I submitted a research paper to a journal in March 2015. One a half month later I got back a major review from one reviewer and a minor from the other. Overall, it was classified as major revision.

It took me two months to inculcate all the suggested points and I re-submitted the improved version on the 3rd of July. The status immediately changed to under review. Since the original reviewer who suggested major revision could not review it this time, the services of a third reviewer were acquired. After four and half months (on 13th of November), I got back yet another major revision.

Is it normal to have a paper reviewed by another reviewer? And what can be the probable outcome? My colleagues were telling me that major review for the second time is very concerning.


1 Answer 1


It is difficult to see what other alternative the editor has; given that problems were identified in the paper by the original reviewer, the editor need to be confident that these have been adequately addressed, and a good journal should not base their decisions on the view of a single reviewer. I'd say it is perfectly normal, and beneficial.

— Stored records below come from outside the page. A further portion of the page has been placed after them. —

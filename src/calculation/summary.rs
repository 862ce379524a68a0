//! Week-level summary aggregation.
//!
//! Folds every employee's weekly aggregate into the location-wide totals
//! and per-day breakdowns that back the manager-facing summary, including
//! the labor-to-projected-sales percentage.

use std::collections::BTreeSet;

use rust_decimal::Decimal;

use crate::calculation::wage::{OvertimePolicy, shift_breakdowns};
use crate::models::{EmployeeShifts, WeekSummary};

/// Aggregates every employee's week into one [`WeekSummary`].
///
/// Employee aggregates with no billable shifts are skipped entirely. Each
/// remaining employee contributes to the week totals and to the per-ISO-
/// weekday breakdown; `people` on a day counts each employee once no
/// matter how many shifts they work that day.
///
/// # Example
///
/// ```
/// use roster_engine::calculation::aggregate_week;
/// use roster_engine::models::WeekSummary;
/// use rust_decimal::Decimal;
///
/// let summary = aggregate_week(&[], Decimal::new(5000, 0), None);
/// assert_eq!(summary, WeekSummary::empty(Decimal::new(5000, 0)));
/// ```
pub fn aggregate_week(
    aggregates: &[EmployeeShifts],
    projected_sales: Decimal,
    policy: Option<&OvertimePolicy>,
) -> WeekSummary {
    let mut summary = WeekSummary::empty(projected_sales);

    for aggregate in aggregates {
        let breakdowns = shift_breakdowns(aggregate.shifts.values(), policy);
        if breakdowns.is_empty() {
            continue;
        }

        summary.total_people += 1;
        let mut days_present: BTreeSet<u32> = BTreeSet::new();

        for (shift, totals) in breakdowns {
            summary.totals.accumulate(&totals);
            summary.total_shifts += 1;

            let weekday = shift.iso_weekday();
            let day = summary.by_day.entry(weekday).or_default();
            day.totals.accumulate(&totals);
            day.total_shifts += 1;
            if days_present.insert(weekday) {
                day.people += 1;
            }
        }
    }

    summary.update_labor_percentage();
    summary
}

#[cfg(test)]
mod tests {
    use super::*;
    use crate::calculation::OvertimeMode;
    use crate::models::{Shift, ShiftStatus, WeekId, shift_time};
    use std::collections::BTreeMap;
    use std::str::FromStr;

    fn dec(s: &str) -> Decimal {
        Decimal::from_str(s).unwrap()
    }

    fn week() -> WeekId {
        "2024-W01".parse().unwrap()
    }

    fn shift(id: &str, start: &str, end: &str, wage: &str) -> Shift {
        Shift {
            id: id.to_string(),
            employee_id: String::new(),
            start: shift_time::parse(start).unwrap(),
            end: shift_time::parse(end).unwrap(),
            position: None,
            break_minutes: 0,
            hourly_wage: Some(dec(wage)),
            notes: None,
            tasks: BTreeMap::new(),
            status: ShiftStatus::Draft,
            pending_update: None,
            deleting: false,
            created_at: 0,
            created_by: String::new(),
        }
    }

    fn aggregate(employee_id: &str, shifts: Vec<Shift>) -> EmployeeShifts {
        let mut agg = EmployeeShifts::new(employee_id, week(), "loc_1");
        for mut s in shifts {
            s.employee_id = employee_id.to_string();
            agg.insert_shift(s, 0);
        }
        agg
    }

    // ==========================================================================
    // WS-001: week totals fold across employees
    // ==========================================================================
    #[test]
    fn test_week_totals_across_employees() {
        let aggregates = vec![
            aggregate(
                "emp_001",
                vec![shift("1-a", "01-01-2024 09:00", "01-01-2024 17:00", "20")],
            ),
            aggregate(
                "emp_002",
                vec![shift("1-b", "01-01-2024 10:00", "01-01-2024 14:00", "25")],
            ),
        ];

        let summary = aggregate_week(&aggregates, dec("1000"), None);

        assert_eq!(summary.total_people, 2);
        assert_eq!(summary.total_shifts, 2);
        assert_eq!(summary.totals.total_hours, dec("12"));
        assert_eq!(summary.totals.total_wage, dec("260"));
        assert_eq!(summary.labor_percentage, dec("26"));
    }

    // ==========================================================================
    // WS-002: empty aggregates are filtered out
    // ==========================================================================
    #[test]
    fn test_empty_aggregates_filtered() {
        let aggregates = vec![
            aggregate("emp_001", vec![]),
            aggregate(
                "emp_002",
                vec![shift("1-b", "01-01-2024 10:00", "01-01-2024 14:00", "25")],
            ),
        ];

        let summary = aggregate_week(&aggregates, Decimal::ZERO, None);
        assert_eq!(summary.total_people, 1);
    }

    // ==========================================================================
    // WS-003: per-day breakdown counts people once per day
    // ==========================================================================
    #[test]
    fn test_per_day_breakdown() {
        let aggregates = vec![
            aggregate(
                "emp_001",
                vec![
                    shift("1-a", "01-01-2024 09:00", "01-01-2024 13:00", "20"),
                    shift("1-b", "01-01-2024 14:00", "01-01-2024 18:00", "20"),
                    shift("3-c", "03-01-2024 09:00", "03-01-2024 17:00", "20"),
                ],
            ),
            aggregate(
                "emp_002",
                vec![shift("1-d", "01-01-2024 10:00", "01-01-2024 14:00", "25")],
            ),
        ];

        let summary = aggregate_week(&aggregates, Decimal::ZERO, None);

        let monday = &summary.by_day[&1];
        assert_eq!(monday.total_shifts, 3);
        assert_eq!(monday.people, 2); // emp_001 counted once despite two shifts
        assert_eq!(monday.totals.total_hours, dec("12"));

        let wednesday = &summary.by_day[&3];
        assert_eq!(wednesday.total_shifts, 1);
        assert_eq!(wednesday.people, 1);

        assert!(!summary.by_day.contains_key(&2));
    }

    // ==========================================================================
    // WS-004: sum invariants hold at week and day level
    // ==========================================================================
    #[test]
    fn test_sum_invariants_with_overtime() {
        let policy = OvertimePolicy {
            mode: OvertimeMode::Weekly,
            hours_limit: dec("10"),
            multiplier: dec("1.5"),
        };
        let aggregates = vec![aggregate(
            "emp_001",
            vec![
                shift("1-a", "01-01-2024 09:00", "01-01-2024 17:00", "20"),
                shift("2-b", "02-01-2024 09:00", "02-01-2024 17:00", "20"),
            ],
        )];

        let summary = aggregate_week(&aggregates, dec("2000"), Some(&policy));

        assert_eq!(summary.totals.normal_hours, dec("10"));
        assert_eq!(summary.totals.overtime_hours, dec("6"));
        assert_eq!(
            summary.totals.total_hours,
            summary.totals.normal_hours + summary.totals.overtime_hours
        );
        assert_eq!(
            summary.totals.total_wage,
            summary.totals.normal_wage + summary.totals.overtime_wage
        );
        for day in summary.by_day.values() {
            assert_eq!(day.totals.total_hours, day.totals.normal_hours + day.totals.overtime_hours);
            assert_eq!(day.totals.total_wage, day.totals.normal_wage + day.totals.overtime_wage);
        }
        // 380 / 2000 * 100
        assert_eq!(summary.labor_percentage, dec("19"));
    }

    // ==========================================================================
    // WS-005: deleting shifts do not reach the summary
    // ==========================================================================
    #[test]
    fn test_deleting_shifts_excluded() {
        let mut doomed = shift("1-a", "01-01-2024 09:00", "01-01-2024 17:00", "20");
        doomed.deleting = true;
        let aggregates = vec![aggregate("emp_001", vec![doomed])];

        let summary = aggregate_week(&aggregates, Decimal::ZERO, None);
        assert_eq!(summary.total_people, 0);
        assert_eq!(summary.total_shifts, 0);
        assert!(summary.by_day.is_empty());
    }

    #[test]
    fn test_zero_projected_sales_zero_percentage() {
        let aggregates = vec![aggregate(
            "emp_001",
            vec![shift("1-a", "01-01-2024 09:00", "01-01-2024 17:00", "20")],
        )];
        let summary = aggregate_week(&aggregates, Decimal::ZERO, None);
        assert_eq!(summary.labor_percentage, Decimal::ZERO);
    }
}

If the second reviewer has identified further shortcomings in your work, while that it perhaps not what you were hoping for, but in the long run I suspect they have done you a favour as it will strengthen the paper that is finally published. I wouldn't be too concerned by this, just address the new set of criticisms as well as you can and resubmit.

What is not really acceptable is for a reviewer to give one set of comments, which you then address, and then for the same reviewer to give another set of criticisms about the revised version that they could have made in their original review. However as this is a new reviewer, I don't think there is a real problem.